Yes, the beginning of a human organisms development is fertilization. This is fact. You imply that lesser development means less rights-- this may be true in terms of legal privileges. But not the right to life. Do infants have *any* less of a right to life than a 45 year old? Absolutely not. No change bases on developmental level. We seek consistency through all human development, as it is a basic human right.

Anonymous said...

I'm not implying anything. I am stating a fact that many fertilized eggs (zygotes) don't implant, and we don't have funerals, issue birth and death certificates, etc. In fact, the first week or so after fertilization the cell divides 100s of times, and yet in 50-80% of cases it doesn't implant. Yet they are living cells. So, I am asking, would you advocate for that? Should a woman be keeping all of her sanitary napkins so they can be tested for the presence of fertilized eggs?

Then the other issue is with "is all human life valuable?" Again, if a mother were in peril of dying because of the pregnancy, who do we choose? Should the mother be forced to die because of the embryo? So which life do we usually choose there?

Human rights are a funny thing. The most basic definition of human rights would be to be free from force and fraud. I have a right to my own body and my own property as long as it doesn't harm another person's right to the same. But we constantly control that. Well reasoned individuals understand the need to make decisions based on experience and the situation to make sure we protect as much of our rights and freedoms as possible, while still applying common sense. I can't just have a massive fire in my yard, it puts the neighborhood at risk - even though my fire doesn't cross over my property line.

An embryo putting the mom's life at risk, an embryo that doesn't implant, Plan B, mifepristone, etc are all pretty clear cut cases where we are making a reasoned decision.

Bee said...

Cheers to your organization! I came here through the LifeSiteNews website and I wish you all the best.

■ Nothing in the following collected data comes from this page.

//! Orchestrator - owns the scheduler and runs the coordinator event loop.
//!
//! Flow:
//! 1. Spawn one worker per slot, all reporting into one response channel
//! 2. Process submissions and worker responses strictly one at a time
//! 3. Deliver each resulting dispatch to its worker
//! 4. On shutdown: abandon queued and in-flight tasks, release all workers
//!
//! Only this task touches the queue, slot states and pending completions,
//! so none of them need a lock.

use tokio::sync::{mpsc, oneshot};
use tokio_util::sync::CancellationToken;

use crate::bridge::protocol::{WorkerId, WorkerResponse};
use crate::error::PoolError;
use crate::scheduler::{Completion, Dispatch, Scheduler, Task};
use crate::stats::PoolStats;
use crate::worker::{ResponseSender, WorkerHandle, WorkerSpawner};

/// Requests from `Pool` handles to the event loop.
pub(crate) enum Command {
    Submit { task: Task, completion: Completion },
    Stats { reply: oneshot::Sender<PoolStats> },
}

/// Spawn `size` workers. Any failure releases the workers started so far.
pub(crate) fn spawn_workers(
    size: usize,
    spawner: &dyn WorkerSpawner,
    responses: &ResponseSender,
) -> Result<Vec<WorkerHandle>, PoolError> {
    let mut workers = Vec::with_capacity(size);
    for index in 0..size {
        let id = WorkerId::new(index);
        match spawner.spawn(id, responses.clone()) {
            Ok(handle) => workers.push(handle),
            Err(source) => {
                tracing::error!(worker = %id, error = %source, "Failed to start worker");
                return Err(PoolError::Spawn {
                    worker: index,
                    source,
                });
            }
        }
    }
    Ok(workers)
}

pub(crate) async fn run_event_loop(
    mut scheduler: Scheduler,
    workers: Vec<WorkerHandle>,
    mut commands: mpsc::UnboundedReceiver<Command>,
    mut responses: mpsc::UnboundedReceiver<(WorkerId, WorkerResponse)>,
    shutdown: CancellationToken,
) {
    tracing::debug!(size = scheduler.size(), "Event loop started");

    loop {
        tokio::select! {
            biased;

            _ = shutdown.cancelled() => {
                tracing::debug!("Shutdown requested");
                break;
            }

            Some((from, response)) = responses.recv() => {
                let dispatches = scheduler.handle_response(from, response);
                deliver(&mut scheduler, &workers, dispatches);
            }

            command = commands.recv() => {
                match command {
                    Some(Command::Submit { task, completion }) => {
                        let dispatches = scheduler.submit(task, completion);
                        deliver(&mut scheduler, &workers, dispatches);
                    }
                    Some(Command::Stats { reply }) => {
                        let _ = reply.send(scheduler.stats());
                    }
                    None => {
                        tracing::debug!("All pool handles dropped");
                        break;
                    }
                }
            }
        }
    }

    let (queued, in_flight) = scheduler.abandon_all();
    if queued > 0 || in_flight > 0 {
        tracing::warn!(queued, in_flight, "Abandoning unfinished tasks");
    }
    drop(workers);
    tracing::info!("Event loop exiting");
}

/// Send dispatches to their workers. A worker that can no longer receive is
/// poisoned and its task failed, which may free further dispatches.
fn deliver(scheduler: &mut Scheduler, workers: &[WorkerHandle], mut dispatches: Vec<Dispatch>) {
    while !dispatches.is_empty() {
        let mut follow_up = Vec::new();
        for Dispatch { worker, request } in dispatches {
            let id = request.id;
            let sent = match workers.get(worker.index()) {
                Some(handle) => handle.send(request).map_err(|e| e.to_string()),
                None => Err(format!("no handle for worker {worker}")),
            };
            if let Err(error) = sent {
                tracing::error!(%worker, task_id = %id, %error, "Failed to deliver task");
                follow_up.extend(scheduler.dispatch_failed(worker, id));
            }
        }
        dispatches = follow_up;
    }
}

Libertarian atheist said...

Hi I just wanted to say I am a pro life atheist as well. I have had heated arguments with members of the local Pennsylvania non believer group about this issue. I began to realize they were just as irrational as the Christians the criticized. I went to the pro choice side after leaving Christianity for a while only because I thought it was a religious creation to violate the separation clause to legislate the prolife view in politics. But in my heart I have always been prolife. My Christian mother told me when I was about 5 years old I was told what abortion was and it made me cry because of what it entails. That was before I was ever in a church or read the bible. I think science is on the prolife side now more than ever.

What is ironic is atheists criticize religious people for rejecting evolution and yet those same atheists reject embryology if it proves their pro choice view wrong. Irrational thinking crosses all faiths or non faiths alike.

M said...

There is definitely a lot or irrationality with an issue as emotional as abortion.

Glad you found us. Please feel encouraged to join our FB page (facebook.com/secularprolife) so we can keep in contact. :)

Alden Smith said...

The article and the comments are hilarious.